[SOURCE MATERIAL — start]

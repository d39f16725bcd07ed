//! Schema placeholders ("meta").
//!
//! Every node can describe the shape of its output -- column names and
//! dtypes -- without materializing any data. Rewrite rules reason about
//! these placeholders when deciding whether a projection or predicate can
//! move below an operation.

use crate::error::{PlanError, Result};
use crate::scalar::Scalar;
use serde::{Deserialize, Serialize};
use std::fmt::{Display, Formatter, Result as FormatResult};

/// The dtypes the planner understands. Everything coarser than this is the
/// execution engine's business.
#[derive(Clone, Copy, Debug, PartialEq, Eq, Hash, Serialize, Deserialize)]
pub enum DType {
    Bool,
    Int64,
    Float64,
    Utf8,
}

impl DType {
    /// Dtype of a literal, `None` for nulls.
    #[must_use]
    pub fn of(value: &Scalar) -> Option<DType> {
        match value {
            Scalar::Null => None,
            Scalar::Bool(_) => Some(DType::Bool),
            Scalar::Int(_) => Some(DType::Int64),
            Scalar::Float(_) => Some(DType::Float64),
            Scalar::Str(_) => Some(DType::Utf8),
        }
    }

    /// Canonical lowercase name, accepted back by [`DType::parse`].
    #[must_use]
    pub fn name(&self) -> &'static str {
        match self {
            DType::Bool => "bool",
            DType::Int64 => "int64",
            DType::Float64 => "float64",
            DType::Utf8 => "utf8",
        }
    }

    /// Parse a canonical dtype name.
    #[must_use]
    pub fn parse(name: &str) -> Option<DType> {
        match name {
            "bool" => Some(DType::Bool),
            "int64" => Some(DType::Int64),
            "float64" => Some(DType::Float64),
            "utf8" => Some(DType::Utf8),
            _ => None,
        }
    }

    /// Result dtype of arithmetic between two dtypes, with numeric promotion.
    #[must_use]
    pub fn unify(a: DType, b: DType) -> Option<DType> {
        match (a, b) {
            (x, y) if x == y => Some(x),
            (DType::Int64, DType::Float64) | (DType::Float64, DType::Int64) => {
                Some(DType::Float64)
            }
            _ => None,
        }
    }
}

/// One named, typed column.
#[derive(Clone, Debug, PartialEq, Eq, Serialize, Deserialize)]
pub struct Field {
    pub name: String,
    pub dtype: DType,
}

impl Field {
    pub fn new(name: impl Into<String>, dtype: DType) -> Self {
        Self {
            name: name.into(),
            dtype,
        }
    }
}

/// A column subset request: either one column (series-like result) or an
/// ordered list of columns (frame-like result).
#[derive(Clone, Debug, PartialEq, Eq, Serialize, Deserialize)]
pub enum ColumnSpec {
    One(String),
    Many(Vec<String>),
}

impl ColumnSpec {
    /// All requested names, in request order.
    #[must_use]
    pub fn to_list(&self) -> Vec<String> {
        match self {
            ColumnSpec::One(name) => vec![name.clone()],
            ColumnSpec::Many(names) => names.clone(),
        }
    }

    /// The single requested column, if this spec names exactly one.
    #[must_use]
    pub fn single(&self) -> Option<&str> {
        match self {
            ColumnSpec::One(name) => Some(name),
            ColumnSpec::Many(names) if names.len() == 1 => Some(&names[0]),
            ColumnSpec::Many(_) => None,
        }
    }
}

impl Display for ColumnSpec {
    fn fmt(&self, f: &mut Formatter<'_>) -> FormatResult {
        match self {
            ColumnSpec::One(name) => write!(f, "{name:?}"),
            ColumnSpec::Many(names) => {
                write!(f, "[")?;
                for (i, name) in names.iter().enumerate() {
                    if i > 0 {
                        write!(f, ", ")?;
                    }
                    write!(f, "{name:?}")?;
                }
                write!(f, "]")
            }
        }
    }
}

/// An ordered set of fields describing a node's output shape.
#[derive(Clone, Debug, PartialEq, Eq, Default, Serialize, Deserialize)]
pub struct Schema {
    pub fields: Vec<Field>,
}

impl Schema {
    #[must_use]
    pub fn new(fields: Vec<Field>) -> Self {
        Self { fields }
    }

    /// Column names in schema order.
    #[must_use]
    pub fn columns(&self) -> Vec<String> {
        self.fields.iter().map(|f| f.name.clone()).collect()
    }

    #[must_use]
    pub fn field(&self, name: &str) -> Option<&Field> {
        self.fields.iter().find(|f| f.name == name)
    }

    #[must_use]
    pub fn has_column(&self, name: &str) -> bool {
        self.field(name).is_some()
    }

    /// Narrow to the requested columns, preserving request order.
    ///
    /// # Errors
    ///
    /// [`PlanError::UnknownAttribute`] if any requested name is absent.
    pub fn select(&self, spec: &ColumnSpec) -> Result<Schema> {
        let mut fields = Vec::new();
        for name in spec.to_list() {
            let field = self
                .field(&name)
                .ok_or_else(|| PlanError::UnknownAttribute(name.clone()))?;
            fields.push(field.clone());
        }
        Ok(Schema::new(fields))
    }

    /// Same fields with every dtype replaced, e.g. comparison results.
    #[must_use]
    pub fn with_dtype(&self, dtype: DType) -> Schema {
        Schema::new(
            self.fields
                .iter()
                .map(|f| Field::new(f.name.clone(), dtype))
                .collect(),
        )
    }
}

[SOURCE MATERIAL — finish]

§ WHAT YOU WILL DO: Reproduce the material. Keep every word as written.

§ ANSWER FOR THIS EXERCISE:
repository d39f16725bcd07ed
//! Schema placeholders ("meta").
//!
//! Every node can describe the shape of its output -- column names and
//! dtypes -- without materializing any data. Rewrite rules reason about
//! these placeholders when deciding whether a projection or predicate can
//! move below an operation.

use crate::error::{PlanError, Result};
use crate::scalar::Scalar;
use serde::{Deserialize, Serialize};
use std::fmt::{Display, Formatter, Result as FormatResult};

/// The dtypes the planner understands. Everything coarser than this is the
/// execution engine's business.
#[derive(Clone, Copy, Debug, PartialEq, Eq, Hash, Serialize, Deserialize)]
pub enum DType {
    Bool,
    Int64,
    Float64,
    Utf8,
}

impl DType {
    /// Dtype of a literal, `None` for nulls.
    #[must_use]
    pub fn of(value: &Scalar) -> Option<DType> {
        match value {
            Scalar::Null => None,
            Scalar::Bool(_) => Some(DType::Bool),
            Scalar::Int(_) => Some(DType::Int64),
            Scalar::Float(_) => Some(DType::Float64),
            Scalar::Str(_) => Some(DType::Utf8),
        }
    }

    /// Canonical lowercase name, accepted back by [`DType::parse`].
    #[must_use]
    pub fn name(&self) -> &'static str {
        match self {
            DType::Bool => "bool",
            DType::Int64 => "int64",
            DType::Float64 => "float64",
            DType::Utf8 => "utf8",
        }
    }

    /// Parse a canonical dtype name.
    #[must_use]
    pub fn parse(name: &str) -> Option<DType> {
        match name {
            "bool" => Some(DType::Bool),
            "int64" => Some(DType::Int64),
            "float64" => Some(DType::Float64),
            "utf8" => Some(DType::Utf8),
            _ => None,
        }
    }

    /// Result dtype of arithmetic between two dtypes, with numeric promotion.
    #[must_use]
    pub fn unify(a: DType, b: DType) -> Option<DType> {
        match (a, b) {
            (x, y) if x == y => Some(x),
            (DType::Int64, DType::Float64) | (DType::Float64, DType::Int64) => {
                Some(DType::Float64)
            }
            _ => None,
        }
    }
}

/// One named, typed column.
#[derive(Clone, Debug, PartialEq, Eq, Serialize, Deserialize)]
pub struct Field {
    pub name: String,
    pub dtype: DType,
}

impl Field {
    pub fn new(name: impl Into<String>, dtype: DType) -> Self {
        Self {
            name: name.into(),
            dtype,
        }
    }
}

/// A column subset request: either one column (series-like result) or an
/// ordered list of columns (frame-like result).
#[derive(Clone, Debug, PartialEq, Eq, Serialize, Deserialize)]
pub enum ColumnSpec {
    One(String),
    Many(Vec<String>),
}

impl ColumnSpec {
    /// All requested names, in request order.
    #[must_use]
    pub fn to_list(&self) -> Vec<String> {
        match self {
            ColumnSpec::One(name) => vec![name.clone()],
            ColumnSpec::Many(names) => names.clone(),
        }
    }

    /// The single requested column, if this spec names exactly one.
    #[must_use]
    pub fn single(&self) -> Option<&str> {
        match self {
            ColumnSpec::One(name) => Some(name),
            ColumnSpec::Many(names) if names.len() == 1 => Some(&names[0]),
            ColumnSpec::Many(_) => None,
        }
    }
}

impl Display for ColumnSpec {
    fn fmt(&self, f: &mut Formatter<'_>) -> FormatResult {
        match self {
            ColumnSpec::One(name) => write!(f, "{name:?}"),
            ColumnSpec::Many(names) => {
                write!(f, "[")?;
                for (i, name) in names.iter().enumerate() {
                    if i > 0 {
                        write!(f, ", ")?;
                    }
                    write!(f, "{name:?}")?;
                }
                write!(f, "]")
            }
        }
    }
}

/// An ordered set of fields describing a node's output shape.
#[derive(Clone, Debug, PartialEq, Eq, Default, Serialize, Deserialize)]
pub struct Schema {
    pub fields: Vec<Field>,
}

impl Schema {
    #[must_use]
    pub fn new(fields: Vec<Field>) -> Self {
        Self { fields }
    }

    /// Column names in schema order.
    #[must_use]
    pub fn columns(&self) -> Vec<String> {
        self.fields.iter().map(|f| f.name.clone()).collect()
    }

    #[must_use]
    pub fn field(&self, name: &str) -> Option<&Field> {
        self.fields.iter().find(|f| f.name == name)
    }

    #[must_use]
    pub fn has_column(&self, name: &str) -> bool {
        self.field(name).is_some()
    }

    /// Narrow to the requested columns, preserving request order.
    ///
    /// # Errors
    ///
    /// [`PlanError::UnknownAttribute`] if any requested name is absent.
    pub fn select(&self, spec: &ColumnSpec) -> Result<Schema> {
        let mut fields = Vec::new();
        for name in spec.to_list() {
            let field = self
                .field(&name)
                .ok_or_else(|| PlanError::UnknownAttribute(name.clone()))?;
            fields.push(field.clone());
        }
        Ok(Schema::new(fields))
    }

    /// Same fields with every dtype replaced, e.g. comparison results.
    #[must_use]
    pub fn with_dtype(&self, dtype: DType) -> Schema {
        Schema::new(
            self.fields
                .iter()
                .map(|f| Field::new(f.name.clone(), dtype))
                .collect(),
        )
    }
}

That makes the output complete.